Exercise instructions :: Report all lines below with the word "domain".

(Stored items)
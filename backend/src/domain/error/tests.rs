//! Tests for the domain error payload.

use super::*;
use rstest::{fixture, rstest};
use serde_json::json;

const TRACE_ID: &str = "00000000-0000-0000-0000-000000000000";

#[fixture]
fn expected_trace_id() -> String {
    TRACE_ID.to_owned()
}

#[rstest]
#[case(Error::invalid_request("bad"), ErrorCode::InvalidRequest)]
#[case(Error::unauthorized("who"), ErrorCode::Unauthorized)]
#[case(Error::forbidden("no"), ErrorCode::Forbidden)]
#[case(Error::not_found("gone"), ErrorCode::NotFound)]
#[case(Error::conflict("stale"), ErrorCode::Conflict)]
#[case(Error::service_unavailable("down"), ErrorCode::ServiceUnavailable)]
#[case(Error::internal("boom"), ErrorCode::InternalError)]
fn constructors_set_code(#[case] error: Error, #[case] expected: ErrorCode) {
    assert_eq!(error.code(), expected);
}

#[rstest]
fn try_new_rejects_empty_messages() {
    let result = Error::try_new(ErrorCode::InvalidRequest, "   ");
    assert!(matches!(result, Err(ErrorValidationError::EmptyMessage)));
}

#[rstest]
fn try_with_trace_id_rejects_empty_values() {
    let result = Error::invalid_request("bad").try_with_trace_id("  ");
    assert!(matches!(result, Err(ErrorValidationError::EmptyTraceId)));
}

#[rstest]
fn new_returns_none_when_trace_id_out_of_scope() {
    let error = Error::internal("boom");
    assert!(error.trace_id().is_none());
}

#[rstest]
#[tokio::test]
async fn new_captures_trace_id_in_scope(expected_trace_id: String) {
    let trace_id: TraceId = expected_trace_id.parse().expect("valid UUID");
    let error = TraceId::scope(trace_id, async move { Error::internal("boom") }).await;

    assert_eq!(error.trace_id(), Some(expected_trace_id.as_str()));
}

#[rstest]
fn serialises_camel_case_envelope(expected_trace_id: String) {
    let error = Error::conflict("stale")
        .with_trace_id(expected_trace_id.clone())
        .with_details(json!({"code": "version_mismatch"}));

    let value = serde_json::to_value(&error).expect("serialise error");
    assert_eq!(
        value,
        json!({
            "code": "conflict",
            "message": "stale",
            "traceId": expected_trace_id,
            "details": {"code": "version_mismatch"},
        })
    );
}

#[rstest]
fn deserialisation_rejects_blank_message() {
    let result: Result<Error, _> =
        serde_json::from_value(json!({"code": "not_found", "message": " "}));
    assert!(result.is_err());
}

#[rstest]
fn invalid_field_attaches_field_details() {
    let error = Error::invalid_field("username", "invalid_username", "bad username");
    let details = error.details().expect("details");
    assert_eq!(details["field"], "username");
    assert_eq!(details["code"], "invalid_username");
}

Answer to this problem ::
filename backend/src/domain/error/tests.rs
//! Tests for the domain error payload.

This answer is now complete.